Rover Ruckus

Season Information
- Year: 2018–2019
- Number of teams: 6,818
- Championship location: Houston George R. Brown Convention Center Minute Maid Park Detroit Cobo Center Ford Field

Awards
- Champions: Houston 3101 Boom Bots 5064 Aperture Science 6547 Cobalt Colts Detroit 9971 LANbros 11115 Gluten Free 10091 N.Y.A.N. Robotics

= Rover Ruckus =

Rover Ruckus, officially known as Rover Ruckus Presented by Qualcomm for sponsorship reasons, is the FIRST Tech Challenge game for the 2018–2019 season. In the competition, two alliances of two teams each compete to collect minerals and place them into the cargo holes of the lander. Rover Ruckus is the fourteenth FTC game.

==Alliances==
In a match, there are red and blue alliances, both consisting of two teams. Alliances are selected randomly and work together to earn more points. The alliances claim their depot when both teams' robots place a team marker in the depot. During the Driver-Controlled Period, the alliances earn points for each mineral placed in the depot. If the depot is not completely claimed by both teams, then one of the opposing teams on the other alliance can steal the mineral.

==Field==
The 12 feet by 12 feet playing field consists of 36 interlocking foam tiles and a one-foot wall surrounding the field. In two opposite corners, there are mineral craters and in the other two corners, there are mineral depots. In the center of the playing field, there is a lander that all robots may be mounted onto in the beginning of the match. The lander has designated side for the red and blue alliance and has separate compartments for silver and gold minerals.

==Scoring==
There are three parts to the game: the autonomous period, the Driver-Controlled Period, and the End Game.

===Autonomous Period===
During the 30 second Autonomous Period, robots can only move using instructions that were pre-programmed and use inputs from sensors. Points are earned from landing, sampling, claiming, and parking. Robots that begin the match latched to the lander must hang at least 4 inches above the ground. To receive all landing points robots must have all wheels touching the ground. If a silver mineral is touched in an attempt to sample the gold mineral no sampling points can be gained. Team markers can be placed within the depot for 15 points. If both alliance parts claim the depot it is considered protected and minerals cannot be removed for the duration of the match.

| Method | Points |
|---|---|
| Landing the rover from the lander onto the playing field | 30 points |
| Identifying the gold mineral in the sampling field | 25 points |
| Placing the team marker into the corresponding depot | 15 points |
| Parking in the crater at the end of the Autonomous period | 10 points |

===Driver-Controlled Period===
During the two minute Driver-Controlled Period, two drivers operate the robot using gamepad controllers.
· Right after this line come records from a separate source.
//! Integration tests for poem generation over fixture corpora.

use crate::common::poet_from_fixture;
use proptest::prelude::*;

#[test]
fn test_basic_poem_generation() {
    let poet = poet_from_fixture("basic-corpus.txt");
    assert_eq!(poet.poem("Test the system."), "Test of the system.");
}

#[test]
fn test_no_bridge_words() {
    let poet = poet_from_fixture("no-bridge-corpus.txt");
    assert_eq!(poet.poem("Hello world."), "Hello world.");
}

#[test]
fn test_empty_input() {
    let poet = poet_from_fixture("empty.txt");
    assert_eq!(poet.poem(""), "");
}

#[test]
fn test_case_insensitivity() {
    let poet = poet_from_fixture("case-insensitive-corpus.txt");

    let graph = poet.graph();
    assert_eq!(graph.vertex_count(), 2);
    assert_eq!(graph.weight("hello", "hello"), 2);
    assert_eq!(graph.weight("hello", "world"), 1);

    assert_eq!(poet.poem("hello world"), "hello hello world");
    assert_eq!(poet.poem("Hello World"), "Hello hello World");
}

#[test]
fn test_case_insensitivity_punctuated_input() {
    // "world." is its own word and never appears in the corpus
    let poet = poet_from_fixture("case-insensitive-corpus.txt");
    assert_eq!(poet.poem("hello WORLD."), "hello WORLD.");
}

#[test]
fn test_special_characters() {
    let poet = poet_from_fixture("special-char-corpus.txt");
    assert_eq!(poet.poem("A! C#"), "A! b@ C#");
    assert_eq!(poet.poem("A! C#."), "A! C#.");
}

#[test]
fn test_bridge_words_in_middle() {
    let poet = poet_from_fixture("middle-bridge-corpus.txt");
    assert_eq!(poet.poem("To new worlds."), "To explore new worlds.");
}

#[test]
fn test_graph_construction_from_file() {
    let poet = poet_from_fixture("seven-words.txt");
    assert_eq!(poet.graph().vertex_count(), 7);
    assert_eq!(
        poet.poem("Seven words connected."),
        "Seven unique words connected."
    );
}

#[test]
fn test_tie_break_is_stable() {
    let poet = poet_from_fixture("tie-corpus.txt");

    for _ in 0..10 {
        assert_eq!(poet.poem("x y"), "x alpha y");
    }
    // A freshly built poet makes the same choice
    let again = poet_from_fixture("tie-corpus.txt");
    assert_eq!(again.poem("X Y"), "X alpha Y");
}

proptest! {
    #[test]
    fn test_poem_is_deterministic(input in "[A-Za-z .!]{0,40}") {
        let poet = poet_from_fixture("basic-corpus.txt");
        prop_assert_eq!(poet.poem(&input), poet.poem(&input));
    }

    #[test]
    fn test_poem_keeps_every_input_word(input in "[a-z]{1,5}( [a-z]{1,5}){0,8}") {
        let poet = poet_from_fixture("basic-corpus.txt");
        let poem = poet.poem(&input);

        // Input words appear in order; only bridge words are added between them
        let mut poem_words = poem.split(' ');
        for word in input.split_whitespace() {
            prop_assert!(poem_words.any(|w| w == word));
        }
        prop_assert!(poem.split(' ').count() <= 2 * input.split_whitespace().count());
    }
}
Points are earned from placing minerals in the depot and placing the minerals in their appropriate cargo hold. No points are deducted for placing an incorrect mineral in the gold or silver cargo holds.

| Method | Points |
|---|---|
| Placing the gold mineral in the gold cargo hold | 5 points per mineral |
| Placing the silver mineral in the silver cargo hold | 5 points per mineral |
| Placing any mineral in the depot | 2 points per mineral |

===End Game===
During the 30 second End Game, points are awarded for the Driver-Controlled period tasks as well as latching and parking.

| Method | Points |
|---|---|
| Latching onto the lander | 50 points per robot |
| Parking partially in the crater | 15 points |
| Parking completely in the crater | 25 points |

==Advancement criteria==
During qualifiers and state championships, teams advance in the following order: Inspire Winner, Winning Alliance Captain, Inspire 2nd place, Winning Alliance 1st pick, Inspire 3rd place, Winning Alliance 2nd pick, Think Winner, and Finalist Alliance Captain. Winning other awards (Motivate Award, Design Award, etc.) may help a team advance.

Rover Ruckus is the first robotics competition in FTC to not have a super regionals competition because of the increase in the number of teams and the cost to host an event is significant. Teams that win their state competitions will automatically go to the FIRST Tech Challenge World Championship, hosted in Detroit and Houston.